- _WHAT THE TASK REQUIRES_:
Nothing below is to be printed except the lines between the line holding "fn sub(self, other: Vec2)" and the line holding "fn from(p: Point)", inclusive, each exactly as it appears.

============

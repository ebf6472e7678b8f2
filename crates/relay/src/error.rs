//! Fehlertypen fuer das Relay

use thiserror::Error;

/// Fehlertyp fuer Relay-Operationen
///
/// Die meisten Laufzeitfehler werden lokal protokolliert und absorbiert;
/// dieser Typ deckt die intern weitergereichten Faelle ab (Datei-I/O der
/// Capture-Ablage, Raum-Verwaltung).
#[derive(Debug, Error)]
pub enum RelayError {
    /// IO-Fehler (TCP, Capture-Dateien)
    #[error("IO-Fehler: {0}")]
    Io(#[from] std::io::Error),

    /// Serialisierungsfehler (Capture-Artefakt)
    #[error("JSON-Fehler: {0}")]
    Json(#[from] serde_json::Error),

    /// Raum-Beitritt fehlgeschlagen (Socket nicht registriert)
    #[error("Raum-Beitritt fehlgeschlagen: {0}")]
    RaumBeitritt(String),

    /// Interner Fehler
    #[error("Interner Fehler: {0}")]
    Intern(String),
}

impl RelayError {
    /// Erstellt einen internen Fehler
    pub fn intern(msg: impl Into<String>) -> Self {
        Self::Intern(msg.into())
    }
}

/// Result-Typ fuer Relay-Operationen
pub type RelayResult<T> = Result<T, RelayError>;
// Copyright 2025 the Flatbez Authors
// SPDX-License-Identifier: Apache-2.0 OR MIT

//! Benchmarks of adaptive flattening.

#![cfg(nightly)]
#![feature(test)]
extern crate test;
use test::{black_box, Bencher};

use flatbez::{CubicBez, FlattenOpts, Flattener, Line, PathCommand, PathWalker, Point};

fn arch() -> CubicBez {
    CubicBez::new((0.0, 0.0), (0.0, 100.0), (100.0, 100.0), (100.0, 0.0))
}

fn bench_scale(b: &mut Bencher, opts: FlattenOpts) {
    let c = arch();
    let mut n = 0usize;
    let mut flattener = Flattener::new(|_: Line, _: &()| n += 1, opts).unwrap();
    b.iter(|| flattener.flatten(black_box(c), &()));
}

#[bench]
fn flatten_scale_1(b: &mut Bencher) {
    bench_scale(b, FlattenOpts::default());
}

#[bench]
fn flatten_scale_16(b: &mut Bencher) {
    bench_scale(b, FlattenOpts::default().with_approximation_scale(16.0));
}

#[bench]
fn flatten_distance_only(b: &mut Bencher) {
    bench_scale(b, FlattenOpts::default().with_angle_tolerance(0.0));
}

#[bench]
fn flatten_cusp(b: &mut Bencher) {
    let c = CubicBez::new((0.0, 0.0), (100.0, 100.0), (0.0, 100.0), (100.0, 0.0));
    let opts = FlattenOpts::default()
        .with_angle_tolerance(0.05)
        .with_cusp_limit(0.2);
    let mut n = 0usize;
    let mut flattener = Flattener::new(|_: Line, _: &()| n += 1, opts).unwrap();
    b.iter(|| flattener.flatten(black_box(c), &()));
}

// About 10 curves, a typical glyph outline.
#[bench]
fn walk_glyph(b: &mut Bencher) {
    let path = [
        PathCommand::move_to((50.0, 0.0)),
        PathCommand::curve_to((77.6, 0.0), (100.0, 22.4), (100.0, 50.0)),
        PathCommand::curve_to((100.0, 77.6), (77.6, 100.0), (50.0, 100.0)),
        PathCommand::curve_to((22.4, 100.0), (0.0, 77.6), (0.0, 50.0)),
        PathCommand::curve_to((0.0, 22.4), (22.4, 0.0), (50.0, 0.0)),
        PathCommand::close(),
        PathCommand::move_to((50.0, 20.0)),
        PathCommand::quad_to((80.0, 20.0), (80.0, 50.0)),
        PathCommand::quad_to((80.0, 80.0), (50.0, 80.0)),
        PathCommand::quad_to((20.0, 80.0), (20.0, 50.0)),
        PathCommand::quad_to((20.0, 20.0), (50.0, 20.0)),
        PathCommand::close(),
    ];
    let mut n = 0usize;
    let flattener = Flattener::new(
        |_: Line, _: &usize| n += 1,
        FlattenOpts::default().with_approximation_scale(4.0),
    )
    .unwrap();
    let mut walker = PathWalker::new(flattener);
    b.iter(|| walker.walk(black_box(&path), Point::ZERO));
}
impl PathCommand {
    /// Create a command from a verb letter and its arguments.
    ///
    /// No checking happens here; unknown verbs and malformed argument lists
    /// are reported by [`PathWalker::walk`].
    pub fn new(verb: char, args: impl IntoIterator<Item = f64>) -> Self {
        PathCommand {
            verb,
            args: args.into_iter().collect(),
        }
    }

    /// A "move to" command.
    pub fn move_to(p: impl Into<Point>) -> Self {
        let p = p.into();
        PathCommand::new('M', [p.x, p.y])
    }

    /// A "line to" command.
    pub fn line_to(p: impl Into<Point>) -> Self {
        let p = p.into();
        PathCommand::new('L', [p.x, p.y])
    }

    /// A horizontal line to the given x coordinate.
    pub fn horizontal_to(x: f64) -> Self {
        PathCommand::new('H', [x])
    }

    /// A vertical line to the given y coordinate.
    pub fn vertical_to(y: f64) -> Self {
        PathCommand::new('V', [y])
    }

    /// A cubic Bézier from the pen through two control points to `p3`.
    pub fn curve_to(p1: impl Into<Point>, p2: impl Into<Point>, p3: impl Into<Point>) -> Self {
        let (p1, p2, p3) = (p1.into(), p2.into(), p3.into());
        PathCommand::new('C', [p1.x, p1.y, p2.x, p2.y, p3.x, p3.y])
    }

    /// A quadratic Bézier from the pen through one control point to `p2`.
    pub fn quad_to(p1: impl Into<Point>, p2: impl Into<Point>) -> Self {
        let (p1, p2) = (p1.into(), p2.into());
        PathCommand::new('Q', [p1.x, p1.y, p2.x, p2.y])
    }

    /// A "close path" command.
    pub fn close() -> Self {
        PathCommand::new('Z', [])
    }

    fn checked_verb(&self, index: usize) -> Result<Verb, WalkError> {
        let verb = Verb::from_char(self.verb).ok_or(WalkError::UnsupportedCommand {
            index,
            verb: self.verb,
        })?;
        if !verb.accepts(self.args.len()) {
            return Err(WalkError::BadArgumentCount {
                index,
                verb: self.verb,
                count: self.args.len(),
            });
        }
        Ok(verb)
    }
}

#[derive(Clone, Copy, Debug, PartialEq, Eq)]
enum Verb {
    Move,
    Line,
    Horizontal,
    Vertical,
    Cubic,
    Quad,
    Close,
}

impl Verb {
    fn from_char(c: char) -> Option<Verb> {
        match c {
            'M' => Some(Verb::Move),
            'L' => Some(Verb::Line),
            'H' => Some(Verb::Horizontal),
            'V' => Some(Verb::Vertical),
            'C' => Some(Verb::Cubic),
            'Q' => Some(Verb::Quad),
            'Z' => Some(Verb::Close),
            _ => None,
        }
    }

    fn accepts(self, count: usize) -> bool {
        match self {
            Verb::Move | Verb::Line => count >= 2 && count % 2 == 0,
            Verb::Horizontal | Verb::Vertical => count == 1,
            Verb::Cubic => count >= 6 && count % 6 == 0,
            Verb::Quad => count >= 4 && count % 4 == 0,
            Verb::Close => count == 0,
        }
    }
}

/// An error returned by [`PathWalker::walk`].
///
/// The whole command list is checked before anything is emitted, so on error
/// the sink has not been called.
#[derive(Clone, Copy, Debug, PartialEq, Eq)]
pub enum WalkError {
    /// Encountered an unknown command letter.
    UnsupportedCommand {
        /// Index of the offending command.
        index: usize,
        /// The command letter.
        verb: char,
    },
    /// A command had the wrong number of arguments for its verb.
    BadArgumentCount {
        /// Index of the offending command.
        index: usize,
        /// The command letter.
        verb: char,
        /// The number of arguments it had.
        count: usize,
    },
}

============

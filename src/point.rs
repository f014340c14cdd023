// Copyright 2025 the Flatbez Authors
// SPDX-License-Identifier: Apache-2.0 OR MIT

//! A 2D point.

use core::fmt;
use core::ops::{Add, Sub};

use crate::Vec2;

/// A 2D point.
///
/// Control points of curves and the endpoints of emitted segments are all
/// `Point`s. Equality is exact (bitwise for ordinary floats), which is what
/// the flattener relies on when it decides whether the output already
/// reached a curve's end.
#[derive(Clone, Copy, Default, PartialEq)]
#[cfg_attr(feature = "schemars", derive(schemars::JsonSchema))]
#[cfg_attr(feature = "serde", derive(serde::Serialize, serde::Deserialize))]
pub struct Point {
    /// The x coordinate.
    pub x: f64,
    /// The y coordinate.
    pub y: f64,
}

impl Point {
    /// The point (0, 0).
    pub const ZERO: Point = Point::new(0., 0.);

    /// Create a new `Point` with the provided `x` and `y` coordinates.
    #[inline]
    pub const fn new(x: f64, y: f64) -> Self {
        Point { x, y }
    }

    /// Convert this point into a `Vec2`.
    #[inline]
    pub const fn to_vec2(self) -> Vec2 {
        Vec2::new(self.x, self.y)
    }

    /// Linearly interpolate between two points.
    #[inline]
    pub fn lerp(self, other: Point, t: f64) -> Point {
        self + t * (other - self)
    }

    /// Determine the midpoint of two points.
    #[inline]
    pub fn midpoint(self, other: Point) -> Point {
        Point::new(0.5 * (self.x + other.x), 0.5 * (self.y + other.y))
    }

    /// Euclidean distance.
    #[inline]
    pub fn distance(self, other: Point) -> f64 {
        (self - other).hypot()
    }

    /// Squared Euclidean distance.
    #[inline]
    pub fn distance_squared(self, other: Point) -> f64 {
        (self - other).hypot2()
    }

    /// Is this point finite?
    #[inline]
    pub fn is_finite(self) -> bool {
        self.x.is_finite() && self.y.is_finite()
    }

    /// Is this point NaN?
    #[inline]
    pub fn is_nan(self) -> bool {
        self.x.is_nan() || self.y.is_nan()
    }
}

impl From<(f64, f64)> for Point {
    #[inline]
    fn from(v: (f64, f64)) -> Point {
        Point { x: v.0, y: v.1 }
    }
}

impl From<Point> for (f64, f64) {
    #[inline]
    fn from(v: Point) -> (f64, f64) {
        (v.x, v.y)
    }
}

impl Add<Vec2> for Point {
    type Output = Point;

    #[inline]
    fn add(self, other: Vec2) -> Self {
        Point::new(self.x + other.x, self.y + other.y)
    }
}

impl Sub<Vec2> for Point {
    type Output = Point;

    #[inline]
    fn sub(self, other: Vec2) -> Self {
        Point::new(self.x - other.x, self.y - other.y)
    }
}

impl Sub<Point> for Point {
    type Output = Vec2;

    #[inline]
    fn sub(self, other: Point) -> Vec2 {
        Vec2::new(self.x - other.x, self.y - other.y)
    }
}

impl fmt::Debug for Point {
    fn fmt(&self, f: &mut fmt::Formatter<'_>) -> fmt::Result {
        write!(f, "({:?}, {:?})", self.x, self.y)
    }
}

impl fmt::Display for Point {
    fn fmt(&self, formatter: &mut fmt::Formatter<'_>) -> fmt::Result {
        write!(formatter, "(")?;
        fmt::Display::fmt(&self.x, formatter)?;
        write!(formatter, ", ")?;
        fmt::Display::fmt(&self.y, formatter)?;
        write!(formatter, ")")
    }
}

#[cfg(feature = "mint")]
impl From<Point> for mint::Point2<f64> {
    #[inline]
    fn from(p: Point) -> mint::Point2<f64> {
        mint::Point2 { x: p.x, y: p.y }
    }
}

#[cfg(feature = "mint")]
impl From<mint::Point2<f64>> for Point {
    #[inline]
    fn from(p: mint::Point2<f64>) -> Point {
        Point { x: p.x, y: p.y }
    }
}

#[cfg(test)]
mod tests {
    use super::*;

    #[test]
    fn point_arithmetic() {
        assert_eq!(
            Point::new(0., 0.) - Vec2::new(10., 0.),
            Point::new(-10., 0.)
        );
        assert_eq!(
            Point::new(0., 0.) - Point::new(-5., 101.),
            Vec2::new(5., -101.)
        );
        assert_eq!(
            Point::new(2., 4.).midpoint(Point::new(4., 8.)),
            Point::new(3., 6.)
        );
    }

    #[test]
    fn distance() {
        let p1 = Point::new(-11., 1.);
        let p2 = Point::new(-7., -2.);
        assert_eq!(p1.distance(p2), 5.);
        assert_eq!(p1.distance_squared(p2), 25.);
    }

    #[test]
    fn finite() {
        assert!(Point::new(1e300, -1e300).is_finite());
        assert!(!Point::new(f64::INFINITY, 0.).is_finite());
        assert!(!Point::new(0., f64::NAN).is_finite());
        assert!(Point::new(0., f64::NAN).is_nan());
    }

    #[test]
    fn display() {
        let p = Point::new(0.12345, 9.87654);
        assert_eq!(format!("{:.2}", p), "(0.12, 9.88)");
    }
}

============

- _THE COMPLETED TASK_:
    fn sub(self, other: Vec2) -> Self {
        Point::new(self.x - other.x, self.y - other.y)
    }
}

impl Sub<Point> for Point {
    type Output = Vec2;

    #[inline]
    fn sub(self, other: Point) -> Vec2 {
        Vec2::new(self.x - other.x, self.y - other.y)
    }
}

impl fmt::Debug for Point {
    fn fmt(&self, f: &mut fmt::Formatter<'_>) -> fmt::Result {
        write!(f, "({:?}, {:?})", self.x, self.y)
    }
}

impl fmt::Display for Point {
    fn fmt(&self, formatter: &mut fmt::Formatter<'_>) -> fmt::Result {
        write!(formatter, "(")?;
        fmt::Display::fmt(&self.x, formatter)?;
        write!(formatter, ", ")?;
        fmt::Display::fmt(&self.y, formatter)?;
        write!(formatter, ")")
    }
}

#[cfg(feature = "mint")]
impl From<Point> for mint::Point2<f64> {
    #[inline]
    fn from(p: Point) -> mint::Point2<f64> {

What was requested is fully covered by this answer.